Der Tenor in der österreichischen Regierung ist klar: «Wir wollen Dublin ausser Kraft setzen». Die EU-Regelung, wonach Asylsuchende innerhalb der EU ihr Aufnahmegesuch im Erstland stellen müssen, sei nicht angesichts des Flüchtlingsstroms nicht mehr praktikabel, so der österreichische Vizekanzler. Und: «Wir lassen Ungarn nicht aus der Verantwortung.» Die Kontrollen an den Grenzen sollen verstärkt werden, aber: «Keine Wasserwerfer und Stacheldraht.»

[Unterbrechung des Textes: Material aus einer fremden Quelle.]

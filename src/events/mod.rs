//! Build observability events.
//!
//! Every stage and attempt boundary, and every terminal state, is
//! emitted as a [`BuildEvent`] through an [`EventBus`] with pluggable
//! sinks. Events carry correlation ids and short messages only — never
//! credentials, file content, or raw provider bodies; the [`redact`]
//! scrubber runs on every outbound message.

pub mod bus;
pub mod emitter;
pub mod event;
pub mod redaction;
pub mod sink;

pub use bus::EventBus;
pub use emitter::{EmitterError, EventEmitter};
pub use event::{BuildEvent, BuildEventKind};
pub use redaction::redact;
pub use sink::{ChannelSink, EventSink, MemorySink, SinkError, StdOutSink};
//! Prompt composition for the scaffold / implement / repair lanes.
//!
//! Repair prompts are shaped from the previous attempt's validation
//! report: the highest-priority blocking finding leads, its fix hint is
//! emphasized, and the remaining hints follow in priority order.

use crate::report::{Finding, FindingKind, ValidationReport};
use crate::types::ModuleId;

/// Schema identifiers the gateway frames requests with.
pub const SCHEMA_SCAFFOLD: &str = "scaffold@1";
pub const SCHEMA_GENERATOR: &str = "generator@1";
pub const SCHEMA_CRITIC: &str = "critic@1";

/// Ordered preference for which retryable finding drives the repair
/// prompt. Earlier kinds win.
pub const RETRYABLE_PRIORITY: [FindingKind; 7] = [
    FindingKind::SchemaMismatch,
    FindingKind::ContractMissingMethod,
    FindingKind::ContractBadDecorator,
    FindingKind::ImportPolicy,
    FindingKind::Runtime,
    FindingKind::TestFailure,
    FindingKind::Syntax,
];

fn priority_rank(kind: FindingKind) -> usize {
    RETRYABLE_PRIORITY
        .iter()
        .position(|k| *k == kind)
        .unwrap_or(RETRYABLE_PRIORITY.len() + kind.order())
}

/// The blocking finding that should drive the next repair prompt.
#[must_use]
pub fn lead_finding(report: &ValidationReport) -> Option<&Finding> {
    report
        .findings
        .iter()
        .filter(|f| f.is_blocking())
        .min_by_key(|f| priority_rank(f.kind))
}

/// Compose the scaffold-plan request.
#[must_use]
pub fn scaffold_prompt(intent: &str, module: &ModuleId, critique: Option<&str>) -> String {
    let mut prompt = format!(
        "Plan a data-integration module for {module}.\n\
         Intent: {intent}\n\
         Respond with a {SCHEMA_SCAFFOLD} document: the file list under \
         modules/{module}/, declared capabilities, and assumptions. \
         Do not emit markdown fences.",
    );
    if let Some(critique) = critique {
        prompt.push_str("\n\nA reviewer rejected the previous plan:\n");
        prompt.push_str(critique);
        prompt.push_str("\nAddress every point above.");
    }
    prompt
}

/// Compose the first IMPLEMENT request.
#[must_use]
pub fn implement_prompt(intent: &str, module: &ModuleId, assumptions: &[String]) -> String {
    let mut prompt = format!(
        "Implement the adapter for {module}.\n\
         Intent: {intent}\n\
         The adapter class must carry @register_adapter(\"{module}\") and \
         define fetch_raw(self), transform(self, raw), get_schema(self). \
         Emit changed_files under modules/{module}/ only, raw file bodies, \
         no markdown fences.",
    );
    if !assumptions.is_empty() {
        prompt.push_str("\nPlan assumptions:\n");
        for assumption in assumptions {
            prompt.push_str("- ");
            prompt.push_str(assumption);
            prompt.push('\n');
        }
    }
    prompt
}

/// Compose the repair request from the previous attempt's report.
#[must_use]
pub fn repair_prompt(intent: &str, module: &ModuleId, report: &ValidationReport) -> String {
    let mut prompt = format!(
        "The previous implementation of {module} failed validation.\n\
         Intent: {intent}\n",
    );

    if let Some(lead) = lead_finding(report) {
        prompt.push_str(&format!(
            "\nFix this first ({}): {}\n",
            lead.kind, lead.message
        ));
        if let Some(hint) = &lead.hint {
            prompt.push_str(&format!("Hint: {}\n", hint.summary));
        }
    }

    let mut rest: Vec<&Finding> = report.findings.iter().filter(|f| f.is_blocking()).collect();
    rest.sort_by_key(|f| priority_rank(f.kind));
    if rest.len() > 1 {
        prompt.push_str("\nRemaining findings, in priority order:\n");
        for finding in rest.iter().skip(1) {
            prompt.push_str(&format!("- [{}] {}", finding.kind, finding.message));
            if let Some(hint) = &finding.hint {
                prompt.push_str(&format!(" (hint: {})", hint.summary));
            }
            prompt.push('\n');
        }
    }

    let failing = report.failing_suites();
    if !failing.is_empty() {
        prompt.push_str(&format!("\nFailing suites: {}\n", failing.join(", ")));
    }

    prompt.push_str(
        "\nReturn only the changed files, raw bodies, no markdown fences, \
         paths under the module directory.",
    );
    prompt
}

/// Compose the critic request for a scaffold plan.
#[must_use]
pub fn critic_prompt(module: &ModuleId, plan_json: &str) -> String {
    format!(
        "Score this scaffold plan for {module} on completeness, \
         feasibility, edge_cases, and efficiency, each in [0, 1], as a \
         {SCHEMA_CRITIC} document with a short critique.\n\nPlan:\n{plan_json}",
    )
}

#[cfg(test)]
mod tests {
    use super::*;
    use crate::report::FixHint;

    fn module() -> ModuleId {
        "weather/openweather".parse().unwrap()
    }

    #[test]
    fn lead_follows_priority_order() {
        let mut report = ValidationReport::new();
        report.push(Finding::new(FindingKind::Syntax, "bad indent"));
        report.push(Finding::new(FindingKind::ContractMissingMethod, "no get_schema"));
        report.push(Finding::new(FindingKind::TestFailure, "test failed"));
        assert_eq!(
            lead_finding(&report).unwrap().kind,
            FindingKind::ContractMissingMethod
        );
    }

    #[test]
    fn schema_mismatch_outranks_everything() {
        let mut report = ValidationReport::new();
        report.push(Finding::new(FindingKind::ContractMissingMethod, "x"));
        report.push(Finding::new(FindingKind::SchemaMismatch, "y"));
        assert_eq!(lead_finding(&report).unwrap().kind, FindingKind::SchemaMismatch);
    }

    #[test]
    fn repair_prompt_carries_lead_hint() {
        let mut report = ValidationReport::new();
        report.push(
            Finding::new(FindingKind::ContractMissingMethod, "missing get_schema").with_hint(
                FixHint::new(
                    "contract:add_method:get_schema",
                    "Define `get_schema` with 1 positional parameter(s) on `OpenweatherAdapter`.",
                ),
            ),
        );
        let prompt = repair_prompt("weather adapter", &module(), &report);
        assert!(prompt.contains("get_schema"));
        assert!(prompt.contains("Fix this first (CONTRACT_MISSING_METHOD)"));
    }

    #[test]
    fn scaffold_critique_round() {
        let prompt = scaffold_prompt("an adapter", &module(), Some("plan lacks error handling"));
        assert!(prompt.contains("plan lacks error handling"));
    }
}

Kanzler Werner Faymann und Vizekanzler Reinhold Mitterlehner betonen an der Medienkonferenz, dass Österreich die Flüchtlingskrise nicht alleine bewältigen könne. Europa müsse jetzt vor allem auch in Griechenland aktiv werden, um effektive Kontrollen einzubauen. Ein ungeordneter Übergang über die Grenzen könne nicht mehr stattfinden, so Mitterlehner. Man habe auch Verständnis für die deutsche Entscheidung, Grenzkontrollen wieder einzuführen. «Auch wir brauchen Grenzkontrollen», sagt der Vizekanzler. Das Dublin-System der EU, so Mitterlehner, sei Makulatur. 2200 Bundesheer-Mitarbeiter sollen zur Grenzkontrolle und für humanitäre Hilfe im Innern eingesetzt werden.
Bayerns Innenminister Joachim Herrmann rechnet damit, dass die Grenzkontrollen mindestens einige Wochen dauern. Es müsse stärker kontrolliert werden, weil viele unterwegs seien, die «keine echten Flüchtlinge seien», sagt der CSU-Politiker dem Bayerischen Rundfunk.
Derweil wurde der Zugverkehr zwischen Deutschland und Österreich am Montag Morgen wieder aufgenommen. Am Sonntag Abend hatte die deutsche Regierung angesichts der anhaltenden Flüchtlingsströme beschlossen, den Schienenverkehr mit Österreich temporär auszusetzen. Mehr Informationen findest du
hier.
Die zwischenzeitliche Sperre der Autobahn A4 wurde offenbar wieder aufgehoben. Zuvor hatte die Polizei den Grenzübergang bei Nickelsdorf im Südburgenland dicht gemacht.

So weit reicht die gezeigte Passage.